What the exercise asks:
Transcribe the records word for word, beginning with the first line and ending with the line that contains "allowed by CORS"; include nothing else.

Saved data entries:
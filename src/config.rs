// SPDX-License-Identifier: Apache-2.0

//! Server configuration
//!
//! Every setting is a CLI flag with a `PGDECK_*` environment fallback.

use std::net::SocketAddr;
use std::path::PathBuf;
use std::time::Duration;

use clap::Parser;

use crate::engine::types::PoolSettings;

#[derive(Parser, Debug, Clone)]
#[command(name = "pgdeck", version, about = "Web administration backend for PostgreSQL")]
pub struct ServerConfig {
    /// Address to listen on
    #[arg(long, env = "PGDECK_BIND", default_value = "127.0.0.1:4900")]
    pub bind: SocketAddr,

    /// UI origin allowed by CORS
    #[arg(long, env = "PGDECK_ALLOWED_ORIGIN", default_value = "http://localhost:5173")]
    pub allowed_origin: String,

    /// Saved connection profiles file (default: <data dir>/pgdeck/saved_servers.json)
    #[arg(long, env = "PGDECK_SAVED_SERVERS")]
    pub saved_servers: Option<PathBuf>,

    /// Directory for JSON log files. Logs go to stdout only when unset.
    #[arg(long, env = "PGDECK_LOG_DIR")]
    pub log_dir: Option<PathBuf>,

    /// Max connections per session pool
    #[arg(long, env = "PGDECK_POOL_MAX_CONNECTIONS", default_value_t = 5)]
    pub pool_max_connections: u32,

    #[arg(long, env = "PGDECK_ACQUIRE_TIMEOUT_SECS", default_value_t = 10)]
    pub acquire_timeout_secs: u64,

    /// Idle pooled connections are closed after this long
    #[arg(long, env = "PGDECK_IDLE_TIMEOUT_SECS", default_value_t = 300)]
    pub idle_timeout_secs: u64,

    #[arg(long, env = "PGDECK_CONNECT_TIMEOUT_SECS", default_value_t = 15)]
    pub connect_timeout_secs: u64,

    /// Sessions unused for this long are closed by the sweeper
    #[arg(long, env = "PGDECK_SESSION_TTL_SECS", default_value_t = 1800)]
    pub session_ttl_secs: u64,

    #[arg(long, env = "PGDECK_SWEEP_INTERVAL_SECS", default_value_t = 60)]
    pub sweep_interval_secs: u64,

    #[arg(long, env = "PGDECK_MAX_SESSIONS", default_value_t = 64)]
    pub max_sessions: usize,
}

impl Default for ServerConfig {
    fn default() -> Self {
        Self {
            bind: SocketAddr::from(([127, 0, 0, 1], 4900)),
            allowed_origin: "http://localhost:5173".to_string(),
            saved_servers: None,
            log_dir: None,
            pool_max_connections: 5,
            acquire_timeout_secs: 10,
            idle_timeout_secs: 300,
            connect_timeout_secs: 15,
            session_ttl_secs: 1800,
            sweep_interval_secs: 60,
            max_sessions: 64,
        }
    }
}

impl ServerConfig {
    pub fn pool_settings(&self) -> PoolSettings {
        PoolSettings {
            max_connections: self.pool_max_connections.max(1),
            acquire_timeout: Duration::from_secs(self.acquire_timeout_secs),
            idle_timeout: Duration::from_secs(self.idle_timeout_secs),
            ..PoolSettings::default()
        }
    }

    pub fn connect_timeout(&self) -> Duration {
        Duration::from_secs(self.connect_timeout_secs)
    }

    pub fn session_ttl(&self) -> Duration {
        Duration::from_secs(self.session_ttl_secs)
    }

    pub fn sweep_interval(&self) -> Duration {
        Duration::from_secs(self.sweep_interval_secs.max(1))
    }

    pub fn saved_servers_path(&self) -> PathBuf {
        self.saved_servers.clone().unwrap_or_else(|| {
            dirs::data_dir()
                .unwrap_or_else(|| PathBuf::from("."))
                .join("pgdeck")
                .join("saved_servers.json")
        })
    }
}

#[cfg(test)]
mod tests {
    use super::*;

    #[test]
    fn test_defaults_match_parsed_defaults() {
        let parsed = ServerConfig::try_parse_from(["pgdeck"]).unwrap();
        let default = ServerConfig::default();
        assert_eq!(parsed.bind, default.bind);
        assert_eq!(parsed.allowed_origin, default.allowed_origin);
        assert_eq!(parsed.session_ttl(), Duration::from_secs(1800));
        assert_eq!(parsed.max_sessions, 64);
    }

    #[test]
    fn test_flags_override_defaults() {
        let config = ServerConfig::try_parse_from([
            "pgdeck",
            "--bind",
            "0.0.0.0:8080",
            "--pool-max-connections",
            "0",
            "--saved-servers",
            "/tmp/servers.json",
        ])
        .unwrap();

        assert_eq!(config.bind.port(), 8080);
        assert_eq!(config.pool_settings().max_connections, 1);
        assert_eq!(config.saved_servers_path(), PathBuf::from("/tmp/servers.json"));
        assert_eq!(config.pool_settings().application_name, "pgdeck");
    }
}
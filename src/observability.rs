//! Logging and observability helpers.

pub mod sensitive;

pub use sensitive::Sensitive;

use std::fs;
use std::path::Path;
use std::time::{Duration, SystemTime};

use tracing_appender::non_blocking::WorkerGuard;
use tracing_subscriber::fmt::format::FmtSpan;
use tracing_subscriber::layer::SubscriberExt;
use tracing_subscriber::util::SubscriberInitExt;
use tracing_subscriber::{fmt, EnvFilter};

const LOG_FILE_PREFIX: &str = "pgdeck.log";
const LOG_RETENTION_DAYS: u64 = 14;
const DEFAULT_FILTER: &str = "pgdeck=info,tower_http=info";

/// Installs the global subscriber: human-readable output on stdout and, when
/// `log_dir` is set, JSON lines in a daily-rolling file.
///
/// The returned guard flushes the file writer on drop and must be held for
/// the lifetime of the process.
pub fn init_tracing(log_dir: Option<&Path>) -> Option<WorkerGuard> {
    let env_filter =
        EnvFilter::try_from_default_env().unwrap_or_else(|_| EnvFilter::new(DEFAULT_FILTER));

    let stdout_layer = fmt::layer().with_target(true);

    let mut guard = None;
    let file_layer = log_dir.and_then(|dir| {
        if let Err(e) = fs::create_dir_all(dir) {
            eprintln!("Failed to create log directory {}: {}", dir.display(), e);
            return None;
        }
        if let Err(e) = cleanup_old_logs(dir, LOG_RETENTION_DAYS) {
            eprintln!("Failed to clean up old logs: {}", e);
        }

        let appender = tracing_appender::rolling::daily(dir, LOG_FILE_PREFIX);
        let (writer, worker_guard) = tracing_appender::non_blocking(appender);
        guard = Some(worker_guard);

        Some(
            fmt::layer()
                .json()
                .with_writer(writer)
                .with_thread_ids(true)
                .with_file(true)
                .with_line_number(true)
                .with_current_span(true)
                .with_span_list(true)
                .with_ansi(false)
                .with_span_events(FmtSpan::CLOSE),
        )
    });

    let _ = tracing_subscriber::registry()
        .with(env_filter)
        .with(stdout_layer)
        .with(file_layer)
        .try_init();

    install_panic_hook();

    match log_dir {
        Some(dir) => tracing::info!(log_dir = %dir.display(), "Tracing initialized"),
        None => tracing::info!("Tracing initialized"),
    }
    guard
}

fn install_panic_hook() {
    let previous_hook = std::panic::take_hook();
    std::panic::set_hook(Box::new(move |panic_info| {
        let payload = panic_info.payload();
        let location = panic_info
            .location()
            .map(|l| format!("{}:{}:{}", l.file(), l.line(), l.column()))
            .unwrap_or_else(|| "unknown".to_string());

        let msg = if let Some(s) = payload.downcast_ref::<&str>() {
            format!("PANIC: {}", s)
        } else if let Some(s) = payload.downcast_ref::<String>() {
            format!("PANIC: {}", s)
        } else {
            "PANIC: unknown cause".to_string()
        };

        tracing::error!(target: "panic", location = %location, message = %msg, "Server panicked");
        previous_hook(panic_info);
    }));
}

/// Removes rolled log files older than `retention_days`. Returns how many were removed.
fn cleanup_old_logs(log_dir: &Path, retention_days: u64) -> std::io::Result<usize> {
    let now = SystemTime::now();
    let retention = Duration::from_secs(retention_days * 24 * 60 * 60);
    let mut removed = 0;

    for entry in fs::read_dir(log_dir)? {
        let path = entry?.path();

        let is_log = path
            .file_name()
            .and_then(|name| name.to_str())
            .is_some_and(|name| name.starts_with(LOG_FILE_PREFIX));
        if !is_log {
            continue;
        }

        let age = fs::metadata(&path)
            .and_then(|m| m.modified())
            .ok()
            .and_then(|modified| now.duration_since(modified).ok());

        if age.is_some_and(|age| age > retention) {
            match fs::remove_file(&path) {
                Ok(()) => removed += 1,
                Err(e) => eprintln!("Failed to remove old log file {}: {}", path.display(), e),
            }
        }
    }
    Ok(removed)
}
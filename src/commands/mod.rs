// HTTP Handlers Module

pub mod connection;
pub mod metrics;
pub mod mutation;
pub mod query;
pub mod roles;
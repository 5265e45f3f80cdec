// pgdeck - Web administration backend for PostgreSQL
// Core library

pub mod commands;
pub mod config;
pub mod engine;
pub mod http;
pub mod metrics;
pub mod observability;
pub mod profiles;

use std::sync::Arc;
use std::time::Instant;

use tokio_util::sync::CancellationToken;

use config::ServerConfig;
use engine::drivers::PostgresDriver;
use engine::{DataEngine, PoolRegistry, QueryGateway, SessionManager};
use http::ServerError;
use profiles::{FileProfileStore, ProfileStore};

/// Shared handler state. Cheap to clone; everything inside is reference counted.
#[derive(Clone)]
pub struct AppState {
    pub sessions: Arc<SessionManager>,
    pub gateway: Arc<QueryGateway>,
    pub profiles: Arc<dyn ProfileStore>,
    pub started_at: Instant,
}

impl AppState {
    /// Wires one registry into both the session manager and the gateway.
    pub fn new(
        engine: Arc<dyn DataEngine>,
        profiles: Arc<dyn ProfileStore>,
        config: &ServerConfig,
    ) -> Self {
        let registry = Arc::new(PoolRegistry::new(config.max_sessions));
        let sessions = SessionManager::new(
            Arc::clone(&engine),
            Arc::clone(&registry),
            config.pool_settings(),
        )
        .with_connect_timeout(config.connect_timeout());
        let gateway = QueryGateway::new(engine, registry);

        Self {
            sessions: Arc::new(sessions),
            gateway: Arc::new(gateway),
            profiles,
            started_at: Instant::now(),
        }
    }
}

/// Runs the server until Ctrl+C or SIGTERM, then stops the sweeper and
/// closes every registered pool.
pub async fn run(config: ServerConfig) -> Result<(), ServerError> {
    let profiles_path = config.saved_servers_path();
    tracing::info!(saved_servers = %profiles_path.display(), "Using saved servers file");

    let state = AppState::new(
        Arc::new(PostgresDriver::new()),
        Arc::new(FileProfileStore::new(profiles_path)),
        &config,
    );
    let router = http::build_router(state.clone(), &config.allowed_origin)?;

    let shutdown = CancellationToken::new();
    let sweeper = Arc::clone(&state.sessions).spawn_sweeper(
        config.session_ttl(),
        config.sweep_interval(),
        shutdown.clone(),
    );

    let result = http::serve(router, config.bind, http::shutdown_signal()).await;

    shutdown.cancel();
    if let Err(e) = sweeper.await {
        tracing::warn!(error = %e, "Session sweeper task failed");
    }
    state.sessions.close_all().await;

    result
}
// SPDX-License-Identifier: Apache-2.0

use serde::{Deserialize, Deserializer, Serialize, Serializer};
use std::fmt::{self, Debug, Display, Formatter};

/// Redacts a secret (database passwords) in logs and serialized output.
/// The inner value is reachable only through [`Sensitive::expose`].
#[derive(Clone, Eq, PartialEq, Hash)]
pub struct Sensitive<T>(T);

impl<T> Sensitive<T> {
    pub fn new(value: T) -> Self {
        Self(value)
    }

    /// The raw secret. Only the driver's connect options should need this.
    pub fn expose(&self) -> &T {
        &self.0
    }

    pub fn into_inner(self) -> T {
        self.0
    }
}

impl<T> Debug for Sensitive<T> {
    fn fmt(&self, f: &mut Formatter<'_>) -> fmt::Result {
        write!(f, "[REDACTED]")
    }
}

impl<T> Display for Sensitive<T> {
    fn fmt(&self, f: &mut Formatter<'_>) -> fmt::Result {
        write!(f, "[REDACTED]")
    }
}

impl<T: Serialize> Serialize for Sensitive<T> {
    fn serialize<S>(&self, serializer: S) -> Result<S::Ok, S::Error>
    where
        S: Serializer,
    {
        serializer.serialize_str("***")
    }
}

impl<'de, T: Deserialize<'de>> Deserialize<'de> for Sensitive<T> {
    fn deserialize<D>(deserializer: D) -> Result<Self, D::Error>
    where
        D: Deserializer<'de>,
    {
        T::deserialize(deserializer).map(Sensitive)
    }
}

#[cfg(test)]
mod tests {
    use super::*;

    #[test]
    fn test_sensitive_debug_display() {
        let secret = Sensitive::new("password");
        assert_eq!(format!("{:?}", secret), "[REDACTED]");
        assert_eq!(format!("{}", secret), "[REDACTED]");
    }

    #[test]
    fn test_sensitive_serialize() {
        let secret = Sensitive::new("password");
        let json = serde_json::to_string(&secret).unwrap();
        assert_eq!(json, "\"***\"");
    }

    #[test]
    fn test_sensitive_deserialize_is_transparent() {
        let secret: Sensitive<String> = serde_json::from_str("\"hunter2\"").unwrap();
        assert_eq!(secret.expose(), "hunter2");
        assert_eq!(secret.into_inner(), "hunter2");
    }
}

Task output:
filename src/config.rs
// SPDX-License-Identifier: Apache-2.0

//! Server configuration
//!
//! Every setting is a CLI flag with a `PGDECK_*` environment fallback.

use std::net::SocketAddr;
use std::path::PathBuf;
use std::time::Duration;

use clap::Parser;

use crate::engine::types::PoolSettings;

#[derive(Parser, Debug, Clone)]
#[command(name = "pgdeck", version, about = "Web administration backend for PostgreSQL")]
pub struct ServerConfig {
    /// Address to listen on
    #[arg(long, env = "PGDECK_BIND", default_value = "127.0.0.1:4900")]
    pub bind: SocketAddr,

    /// UI origin allowed by CORS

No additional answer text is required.